While solicitors regularly accuse the police of withholding material relevant to the defence, in turn the police have begun to attack the defence for making requests for disclosure that they say place unreasonable demands on police time and resources.
Detective Chief Superintendent Michael Woodhouse of West Yorkshire Police says: "The problem is exacerbated by the demands of defence solicitors who have abandoned traditional defences to criminal charges in favour of defence by default or loophole. This involves jamming up the workings of the prosecution by making outrageous and unreasonable demands for information, and then complaining they are not met."
It is perhaps appropriate, then, that a new service for defence solicitors is being offered by a former police officer. David Burden has entered the controversial arena by making use of the police's own computer system - the Home Office Large Major Inquiry System (Holmes).
Mr Burden was part of the team that developed Holmes for the Essex police and the Home Office 10 years ago.
The system was set up after the police failed to pull together leads pointing to the identity of the so-called Yorkshire Ripper, allowing Peter Sutcliffe initially to slip through the police inquiry net.
It has been widely acknowledged that in the Ripper inquiry different police forces failed to communicate effectively because they were using incompatible systems to store the vast amounts of information generated by the inquiry. There was general recognition that a single national system was needed to pool information from all over the country. Mr Burden is offering to gain access to the system on behalf of defence lawyers to search out potential witnesses and other information. The drawback is that he can do this only if the police allow him access. So far, Bedfordshire and the Metropolitan police forces have given him limited access to Holmes.
The system is a goldmine for those who know precisely where to mine for leads, Mr Burden says. The system contains information such as witness statements, police internal messages and action forms naming officers for specific jobs in an inquiry.
Mr Burden says that disclosure without using Holmes is like searching for a needle in a haystack. It can be used, for instance, to check that the police have disclosed all unused material, to discover the names of all people fitting a particular description who have been seen by the police during an inquiry, to search for owners of cars of a certain colour or make, and to find details of any other suspects arrested and subsequently eliminated from an inquiry.
The real benefit for defence lawyers, however, is that it provides a unique insight into the management of an inquiry and into what the police were doing at any particular stage.
Bob Duffield, an associate producer for Channel 4's Trial and Error programme, who has consulted Mr Burden in several investigations into possible miscarriages of justice, says the service is invaluable to solicitors. "When looking at a miscarriage, you are trying to review the management of a case, because if there has been a miscarriage by definition there has been mismanagement.
"Mr Burden helps to identify the point at which the police have targeted the wrong person at the expense of other evidence. He is the pathfinder who knows the short cuts to access the valuable information stored on the system."

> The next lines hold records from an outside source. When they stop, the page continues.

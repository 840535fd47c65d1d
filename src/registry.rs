//! Adapter registry.
//!
//! Insertion-ordered map from adapter name to its registration. Nothing is
//! validated here beyond name uniqueness; dependency names are checked when
//! the start order is resolved.

use std::sync::Arc;

use crate::adapter::Adapter;

/// One registered adapter with its ordering metadata.
#[derive(Clone)]
pub struct Registration {
    pub adapter: Arc<dyn Adapter>,
    /// Tie-break among adapters with no dependency relation; higher starts first.
    pub priority: i32,
    /// Names that must start before this adapter, in declared order.
    pub dependencies: Vec<String>,
}

impl Registration {
    pub fn name(&self) -> &str {
        self.adapter.name()
    }
}

impl std::fmt::Debug for Registration {
    fn fmt(&self, f: &mut std::fmt::Formatter<'_>) -> std::fmt::Result {
        f.debug_struct("Registration")
            .field("name", &self.name())
            .field("priority", &self.priority)
            .field("dependencies", &self.dependencies)
            .finish()
    }
}

#[derive(Debug, Default, Clone)]
pub struct Registry {
    entries: Vec<Registration>,
}

impl Registry {
    pub fn new() -> Self {
        Self::default()
    }

    /// Add an entry. The first registration under a name wins; a later one
    /// with the same name is dropped and `false` is returned.
    pub fn insert(&mut self, registration: Registration) -> bool {
        if self.contains(registration.name()) {
            return false;
        }
        self.entries.push(registration);
        true
    }

    pub fn get(&self, name: &str) -> Option<&Registration> {
        self.entries.iter().find(|e| e.name() == name)
    }

    pub fn contains(&self, name: &str) -> bool {
        self.get(name).is_some()
    }

    pub fn priority_of(&self, name: &str) -> Option<i32> {
        self.get(name).map(|e| e.priority)
    }

    pub fn dependencies_of(&self, name: &str) -> Option<&[String]> {
        self.get(name).map(|e| e.dependencies.as_slice())
    }

    /// Registered names in registration order.
    pub fn names(&self) -> Vec<String> {
        self.entries.iter().map(|e| e.name().to_string()).collect()
    }

    pub fn entries(&self) -> &[Registration] {
        &self.entries
    }

    pub fn len(&self) -> usize {
        self.entries.len()
    }

    pub fn is_empty(&self) -> bool {
        self.entries.is_empty()
    }
}

#[cfg(test)]
mod tests {
    use super::*;
    use crate::error::BoxError;
    use async_trait::async_trait;

    struct Named(&'static str);

    #[async_trait]
    impl Adapter for Named {
        fn name(&self) -> &str {
            self.0
        }
        async fn start(&self) -> Result<(), BoxError> {
            Ok(())
        }
        async fn stop(&self) -> Result<(), BoxError> {
            Ok(())
        }
    }

    fn reg(name: &'static str, priority: i32, deps: &[&str]) -> Registration {
        Registration {
            adapter: Arc::new(Named(name)),
            priority,
            dependencies: deps.iter().map(|d| d.to_string()).collect(),
        }
    }

    #[test]
    fn test_insert_records_metadata() {
        let mut registry = Registry::new();
        assert!(registry.insert(reg("svc", 7, &["depX", "depY"])));
        assert_eq!(registry.priority_of("svc"), Some(7));
        assert_eq!(
            registry.dependencies_of("svc"),
            Some(&["depX".to_string(), "depY".to_string()][..])
        );
    }

    #[test]
    fn test_duplicate_keeps_first() {
        let mut registry = Registry::new();
        assert!(registry.insert(reg("a", 1, &[])));
        assert!(!registry.insert(reg("a", 99, &["b"])));
        assert_eq!(registry.len(), 1);
        assert_eq!(registry.priority_of("a"), Some(1));
        assert!(registry.dependencies_of("a").unwrap().is_empty());
    }

    #[test]
    fn test_names_preserve_registration_order() {
        let mut registry = Registry::new();
        registry.insert(reg("c", 0, &[]));
        registry.insert(reg("a", 0, &[]));
        registry.insert(reg("b", 0, &[]));
        assert_eq!(registry.names(), vec!["c", "a", "b"]);
    }
}
//! Declarative adapter loading.
//!
//! # Data Flow
//! ```text
//! services/**/adapter.toml
//!     → loader.rs (discover, parse)
//!     → factory.rs (entrypoint → constructor, settings table)
//!     → Orchestrator::register_with(adapter, priority, dependencies)
//! ```
//!
//! # Design Decisions
//! - Entrypoints are factory keys; nothing is loaded dynamically
//! - Manifest errors are fatal to the load, never to an already running orchestrator

pub mod builtin;
pub mod factory;
pub mod loader;

use std::path::PathBuf;

use thiserror::Error;

use crate::error::BoxError;

pub use builtin::NoopAdapter;
pub use factory::{AdapterFactory, Settings};
pub use loader::{discover_manifests, load_adapter_from_manifest, load_all, AdapterManifest};

#[derive(Debug, Error)]
pub enum ManifestError {
    #[error("Failed to read manifest {}: {}", .path.display(), .source)]
    Io {
        path: PathBuf,
        #[source]
        source: std::io::Error,
    },

    #[error("Failed to parse manifest {}: {}", .path.display(), .source)]
    Parse {
        path: PathBuf,
        #[source]
        source: toml::de::Error,
    },

    #[error("Missing 'entrypoint' in manifest: {}", .0.display())]
    MissingEntrypoint(PathBuf),

    #[error("Unknown adapter entrypoint: {0}")]
    UnknownEntrypoint(String),

    #[error("Failed to construct adapter '{entrypoint}': {source}")]
    Construct {
        entrypoint: String,
        #[source]
        source: BoxError,
    },
}
//! Supervised background tasks.
//!
//! # Responsibilities
//! - Run each background job on its own Tokio task
//! - Turn cancellation into an informational outcome
//! - Log failures and hand them to whoever joins the task
//!
//! # Design Decisions
//! - No restarts: a failed job stays failed, other jobs keep running
//! - Cancellation is cooperative: every task gets a child of one
//!   [`CancellationToken`]
//! - `cancel_and_join` waits for every task to reach a terminal state

use std::future::Future;
use std::pin::Pin;

use tokio::task::JoinHandle;
use tokio_util::sync::CancellationToken;

use crate::error::{BoxError, OrchestratorError, OrchestratorResult};

/// A boxed background job future.
pub type Job = Pin<Box<dyn Future<Output = Result<(), BoxError>> + Send + 'static>>;

/// A deferred job: called once when the task is launched.
pub type JobFn = Box<dyn FnOnce() -> Job + Send + 'static>;

/// Box a closure returning a future into a [`JobFn`].
pub fn job_fn<F, Fut>(f: F) -> JobFn
where
    F: FnOnce() -> Fut + Send + 'static,
    Fut: Future<Output = Result<(), BoxError>> + Send + 'static,
{
    Box::new(move || Box::pin(f()) as Job)
}

/// Non-failure terminal states of a supervised task.
#[derive(Debug, Clone, Copy, PartialEq, Eq)]
pub enum TaskOutcome {
    Completed,
    Cancelled,
}

/// Run `job` until it finishes or `cancel` fires.
pub async fn supervise(
    name: &str,
    job: Job,
    cancel: CancellationToken,
) -> OrchestratorResult<TaskOutcome> {
    tokio::select! {
        biased;
        _ = cancel.cancelled() => {
            tracing::info!(task = %name, "Task cancelled");
            Ok(TaskOutcome::Cancelled)
        }
        result = job => match result {
            Ok(()) => {
                tracing::debug!(task = %name, "Task completed");
                Ok(TaskOutcome::Completed)
            }
            Err(e) => {
                tracing::error!(task = %name, error = %e, "Task failed");
                Err(OrchestratorError::TaskFailure {
                    task: name.to_string(),
                    source: e,
                })
            }
        }
    }
}

/// The set of background tasks launched by one run.
#[derive(Default)]
pub struct SupervisedTasks {
    cancel: CancellationToken,
    handles: Vec<(String, JoinHandle<OrchestratorResult<TaskOutcome>>)>,
}

impl SupervisedTasks {
    pub fn new() -> Self {
        Self::default()
    }

    /// Launch a job under supervision without waiting for it.
    pub fn spawn(&mut self, name: impl Into<String>, job: JobFn) {
        let name = name.into();
        let cancel = self.cancel.child_token();
        let task_name = name.clone();
        let handle = tokio::spawn(async move { supervise(&task_name, job(), cancel).await });
        tracing::debug!(task = %name, "Task launched");
        self.handles.push((name, handle));
    }

    pub fn len(&self) -> usize {
        self.handles.len()
    }

    pub fn is_empty(&self) -> bool {
        self.handles.is_empty()
    }

    /// Cancel every task and wait for all of them to finish.
    ///
    /// Outcomes are returned in launch order; failures are not propagated.
    pub async fn cancel_and_join(&mut self) -> Vec<(String, OrchestratorResult<TaskOutcome>)> {
        self.cancel.cancel();

        let mut outcomes = Vec::with_capacity(self.handles.len());
        for (name, handle) in self.handles.drain(..) {
            let outcome = match handle.await {
                Ok(outcome) => outcome,
                Err(join_error) => {
                    tracing::error!(task = %name, error = %join_error, "Task aborted");
                    Err(OrchestratorError::TaskFailure {
                        task: name.clone(),
                        source: Box::new(join_error),
                    })
                }
            };
            outcomes.push((name, outcome));
        }
        outcomes
    }
}
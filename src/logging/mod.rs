// 日志系统模块
// 结构化日志门面: 级别、字段、预设、后端构建与告警通道

pub mod alert;
pub mod backend;
pub mod context;
pub mod facade;
pub mod field;
pub mod level;
pub mod logger;
pub mod output;
pub mod preset;
pub mod sampler;


pub use alert::*;
pub use backend::*;
pub use context::*;
pub use facade::*;
pub use field::*;
pub use level::*;
pub use logger::*;
pub use output::*;
pub use preset::*;
pub use sampler::*;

Mr Burden believes the police should welcome defence lawyers using his services. "I look for specifics, rather than going on a trawl for information, thereby saving time and expense for the police as well as the defence," he says. In any event, sensitive information, such as the identity of informants or the addresses of prosecution witnesses, remains confidential to the police.
Holmes mark 2 is being developed, and as police technology improves, others are likely to follow in Mr Burden's footsteps, offering the defence a unique window into police investigations.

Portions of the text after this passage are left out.